TV Review - Atlanta (2016)

What Louie CK did for his FX series Louie, Donald Glover is doing for this show. In terms of tone and sense of humor, there are a lot of comparisons to draw. Louie was about Louie CK's outlook and perception of what he does or experiences as a stand-up comic. This show is all about what Donald Glover's outlook and perception of what he does or experiences as an aspiring rapper. The only exception is that Glover isn't playing the aspiring rapper, even though in real-life that's what he is.

Glover instead stars as Earnest, a guy who is trying to be the manager of a southern rapper named Alfred Miles aka Paper Boi, played by Brian Tyree Henry. Paper Boi wants to be successful and famous, but he doesn't seem to have any drive or real enthusiasm about anything. He doesn't seem to care. He's just lounging through life. He has a weird and quirky friend named Darius, played by Keith Stanfield, who has more of a passion about things. Paper Boi never really seems to be into anything.

Therein lies the problem with the series. Paper Boi doesn't seem to want or care about making a career in music. Unlike Empire, we don't see Paper Boi perform or pursue this career. We don't ever really see his passion, so there's barely a reason for the audience to care about him. Earnest's passion or most often frustration is a bright spot of the show, but it gets buried.
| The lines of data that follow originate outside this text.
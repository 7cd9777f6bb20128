use crate::transport::TransportError;
use std::fmt;
use std::sync::atomic::{AtomicU64, Ordering};
use std::sync::{Arc, Mutex};
use tokio::sync::mpsc::UnboundedSender;
use tracing::debug;

/// Spawns the long-lived delivery worker and returns the writing end of its
/// line channel.
///
/// Injected into the [`Dispatcher`] so tests can substitute an instrumented
/// factory for the real HTTP worker.
pub trait WorkerFactory: Send + Sync + fmt::Debug {
    fn spawn(&self) -> UnboundedSender<String>;
}

/// Handle to the current background worker.
///
/// The generation id distinguishes this handle from any successor, making
/// stale disposal a no-op.
#[derive(Debug, Clone)]
pub struct WorkerHandle {
    id: u64,
    tx: UnboundedSender<String>,
}

impl WorkerHandle {
    pub fn id(&self) -> u64 {
        self.id
    }

    /// Write one newline-terminated request line into the worker channel.
    ///
    /// Success means "accepted into the channel buffer", nothing more. A
    /// closed channel is reported as a value, not a panic or a swallowed
    /// exception, so the dispatcher can branch on it explicitly.
    pub fn write_line(&self, url: &str) -> Result<(), TransportError> {
        let mut line = String::with_capacity(url.len() + 1);
        line.push_str(url);
        line.push('\n');
        self.tx
            .send(line)
            .map_err(|_| TransportError::ChannelClosed)
    }
}

/// Owns the lifecycle of the single background delivery worker.
///
/// The worker is created lazily on first dispatch, shared by every caller,
/// and torn down the moment a channel write fails so that the next dispatch
/// transparently recreates it. The lock covers only handle read/create/clear;
/// it is never held across a channel write or an await point, so one slow
/// delivery never blocks other callers.
#[derive(Debug)]
pub struct Dispatcher {
    factory: Arc<dyn WorkerFactory>,
    slot: Mutex<Option<WorkerHandle>>,
    next_id: AtomicU64,
}

impl Dispatcher {
    pub fn new(factory: Arc<dyn WorkerFactory>) -> Self {
        Dispatcher {
            factory,
            slot: Mutex::new(None),
            next_id: AtomicU64::new(1),
        }
    }

    /// Return the live worker handle, spawning a worker if none exists.
    pub fn acquire_or_create(&self) -> WorkerHandle {
        let mut slot = self.slot.lock().unwrap_or_else(|e| e.into_inner());
        if let Some(handle) = slot.as_ref() {
            return handle.clone();
        }

        let id = self.next_id.fetch_add(1, Ordering::Relaxed);
        debug!(worker_id = id, "spawning delivery worker");
        let handle = WorkerHandle {
            id,
            tx: self.factory.spawn(),
        };
        *slot = Some(handle.clone());
        handle
    }

    /// Drop the stored worker handle, but only if `handle` is still the
    /// current one. Disposing a superseded handle is a no-op, so concurrent
    /// failures tear the worker down exactly once.
    pub fn dispose_if_current(&self, handle: &WorkerHandle) {
        let mut slot = self.slot.lock().unwrap_or_else(|e| e.into_inner());
        if slot.as_ref().map(WorkerHandle::id) == Some(handle.id) {
            debug!(worker_id = handle.id, "disposing delivery worker handle");
            *slot = None;
        }
    }

    /// Hand one request line to the worker, best-effort.
    ///
    /// On a broken channel the stale handle is disposed and the event is
    /// dropped; nothing surfaces to the caller. The next dispatch acquires a
    /// fresh worker.
    pub fn dispatch(&self, url: &str) {
        let worker = self.acquire_or_create();
        if worker.write_line(url).is_err() {
            debug!(
                worker_id = worker.id,
                "worker channel broken, dropping event"
            );
            self.dispose_if_current(&worker);
        }
    }
}
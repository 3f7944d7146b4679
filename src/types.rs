//! Core data types shared between the agent loop and the LLM client.

use serde::{Deserialize, Serialize};

use crate::toolgen::ToolSchema;

/// The role of a message in the conversation.
#[derive(Debug, Clone, Serialize, Deserialize, PartialEq)]
#[serde(rename_all = "lowercase")]
pub enum Role {
    System,
    User,
    Assistant,
    Tool,
}

/// A tool call requested by the model: the tool's name plus its arguments
/// as the raw JSON string the model produced. The `id` ties the eventual
/// result message back to this request.
#[derive(Debug, Clone, Serialize, Deserialize)]
pub struct ToolCall {
    pub id: String,
    pub name: String,
    pub arguments: String,
}

/// A single message in the conversation history.
#[derive(Debug, Clone, Serialize, Deserialize)]
pub struct Message {
    pub role: Role,
    pub content: String,
    #[serde(default, skip_serializing_if = "Vec::is_empty")]
    pub tool_calls: Vec<ToolCall>,
    #[serde(default, skip_serializing_if = "Option::is_none")]
    pub tool_call_id: Option<String>,
}

impl Message {
    pub fn system(content: impl Into<String>) -> Self {
        Self {
            role: Role::System,
            content: content.into(),
            tool_calls: vec![],
            tool_call_id: None,
        }
    }

    pub fn user(content: impl Into<String>) -> Self {
        Self {
            role: Role::User,
            content: content.into(),
            tool_calls: vec![],
            tool_call_id: None,
        }
    }

    pub fn assistant(content: impl Into<String>) -> Self {
        Self {
            role: Role::Assistant,
            content: content.into(),
            tool_calls: vec![],
            tool_call_id: None,
        }
    }

    pub fn assistant_with_tool_calls(
        content: impl Into<String>,
        tool_calls: Vec<ToolCall>,
    ) -> Self {
        Self {
            role: Role::Assistant,
            content: content.into(),
            tool_calls,
            tool_call_id: None,
        }
    }

    /// A tool result message, linked back to the originating call.
    pub fn tool_result(tool_call_id: impl Into<String>, content: impl Into<String>) -> Self {
        Self {
            role: Role::Tool,
            content: content.into(),
            tool_calls: vec![],
            tool_call_id: Some(tool_call_id.into()),
        }
    }
}

/// A chat completion request in our internal representation; the client
/// converts it to the provider wire format.
#[derive(Debug, Clone)]
pub struct ChatRequest {
    pub model: String,
    pub messages: Vec<Message>,
    /// Tool schemas offered to the model for this turn. When non-empty the
    /// client must also disable parallel tool calls: the executor processes
    /// calls strictly one at a time.
    pub tools: Vec<ToolSchema>,
    pub max_tokens: u32,
}

/// The model's reply: text content, tool call requests, or both.
#[derive(Debug, Clone)]
pub struct ChatResponse {
    pub content: String,
    pub tool_calls: Vec<ToolCall>,
}

impl ChatResponse {
    pub fn has_tool_calls(&self) -> bool {
        !self.tool_calls.is_empty()
    }
}
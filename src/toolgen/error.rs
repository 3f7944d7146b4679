//! Error taxonomy for tool registration and invocation.
//!
//! The split matters: `SignatureUnavailable` is a registration-time failure
//! (the offending tool is dropped with a warning), while everything hit at
//! invocation time is captured by the executor and fed back to the model as
//! an error payload instead of crashing the loop.

use thiserror::Error;

#[derive(Debug, Error)]
pub enum ToolError {
    /// The callable's parameter structure could not be determined. A tool
    /// with an unknown signature is unsafe to expose to the model.
    #[error("cannot determine signature for `{name}`: {reason}")]
    SignatureUnavailable { name: String, reason: String },

    /// A synthesized method callable was given a handle that is unknown,
    /// stale, or belongs to a different class.
    #[error("invalid instance handle `{handle}` (expected {expected}): {reason}")]
    InvalidInstanceHandle {
        handle: String,
        expected: String,
        reason: String,
    },

    /// The argument payload for a tool call could not be decoded.
    #[error("failed to decode arguments for `{name}`: {reason}")]
    ArgumentDecode { name: String, reason: String },

    /// A registered tool raised during execution.
    #[error("{message}")]
    Invocation { name: String, message: String },

    /// The model asked for a tool name nothing registered.
    #[error("Function '{0}' is not implemented.")]
    UnknownTool(String),
}

impl ToolError {
    pub fn invocation(name: impl Into<String>, message: impl std::fmt::Display) -> Self {
        ToolError::Invocation {
            name: name.into(),
            message: message.to_string(),
        }
    }

    pub fn missing_argument(tool: &str, param: &str) -> Self {
        ToolError::ArgumentDecode {
            name: tool.to_string(),
            reason: format!("missing required parameter `{}`", param),
        }
    }
}
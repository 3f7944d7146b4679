//! The built-in tool surface.
//!
//! Each submodule exposes a `module()` (or a tool class) that the registry
//! builder turns into model-callable functions. `default_sources` is the
//! full set wired into the agent.

pub mod grocery;
pub mod webscraper;

use std::path::PathBuf;
use std::sync::Arc;

use crate::browser::manager::BrowserManagerClass;
use crate::toolgen::{InstanceArena, ToolSource};

/// All tool sources the agent ships with, in registration order. The
/// browser arguments are configured defaults for sessions where the model
/// omits them.
pub fn default_sources(
    arena: Arc<InstanceArena>,
    browser_user_data_dir: Option<PathBuf>,
    browser_debug: bool,
) -> Vec<ToolSource> {
    vec![
        ToolSource::Class(Arc::new(BrowserManagerClass::new(
            browser_user_data_dir,
            browser_debug,
        ))),
        ToolSource::Module(grocery::module(arena.clone())),
        ToolSource::Module(webscraper::module()),
    ]
}

#[cfg(test)]
mod tests {
    use super::*;
    use crate::toolgen::{ToolRegistryBuilder, SENTINEL_TOOL};

    #[test]
    fn test_default_surface() {
        let rt = tokio::runtime::Runtime::new().unwrap();
        rt.block_on(async {
            let arena = Arc::new(InstanceArena::new());
            let registry = ToolRegistryBuilder::new(arena.clone())
                .sources(default_sources(arena, None, false))
                .build()
                .await;

            for name in [
                "initialize_browser_manager",
                "start_browser_manager",
                "stop_browser_manager",
                "setup_heb_search_location",
                "find_product_at_heb",
                "url_to_markdown",
            ] {
                assert!(registry.has_tool(name), "missing tool {}", name);
            }
            assert_eq!(registry.len(), 6);
            assert_eq!(registry.schemas().last().unwrap().name, SENTINEL_TOOL);
        });
    }
}
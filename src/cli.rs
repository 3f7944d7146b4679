//! Command-line interface.

use clap::{Parser, Subcommand};

#[derive(Debug, Parser)]
#[command(name = "homesteward", version, about = "LLM-driven household manager")]
pub struct Cli {
    #[command(subcommand)]
    pub command: Command,
}

#[derive(Debug, Subcommand)]
pub enum Command {
    /// Plan and execute a grocery run for a list of recipe links.
    Run {
        /// Recipe URLs to review.
        #[arg(required = true)]
        recipes: Vec<String>,
        /// Generate and print the plan without executing it.
        #[arg(long)]
        plan_only: bool,
    },
    /// List the registered tools and their descriptions.
    Tools,
    /// Write the default config file and exit.
    InitConfig,
}

/// Formats recipe links as the bracketed list the planner prompt expects.
pub fn format_goal(recipes: &[String]) -> String {
    format!("[{}]", recipes.join(", "))
}

#[cfg(test)]
mod tests {
    use super::*;
    use clap::CommandFactory;

    #[test]
    fn test_cli_parses() {
        Cli::command().debug_assert();
    }

    #[test]
    fn test_run_arguments() {
        let cli = Cli::parse_from([
            "homesteward",
            "run",
            "https://example.com/a",
            "https://example.com/b",
            "--plan-only",
        ]);
        match cli.command {
            Command::Run { recipes, plan_only } => {
                assert_eq!(recipes.len(), 2);
                assert!(plan_only);
            }
            _ => panic!("expected run command"),
        }
    }

    #[test]
    fn test_goal_formatting() {
        let goal = format_goal(&[
            "https://example.com/a".to_string(),
            "https://example.com/b".to_string(),
        ]);
        assert_eq!(goal, "[https://example.com/a, https://example.com/b]");
    }
}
In the second episode, the show did something that was almost transphobic. It literally depicted a scene of transphobia, which in and of itself isn't problematic, but it had the potential to be problematic. The episode was all about the ridiculousness and slight horror of jail. It involved a transgender character but didn't take the time to really give that character a voice. That can be overlooked because the episode was more about the criminal justice system and certain relationships to it.

However, the seventh episode, which breaks format and becomes a TV show-within-a-TV show, does become about transgender people or a transgender issue. Yet, it doesn't contain a transgender character at all, or at least not a character who identifies as transgender. In regards to the transgender issue, Glover, as the writer and director of the episode, sets up a straw man argument that only does a disservice to the transgender issue and is ultimately disappointing.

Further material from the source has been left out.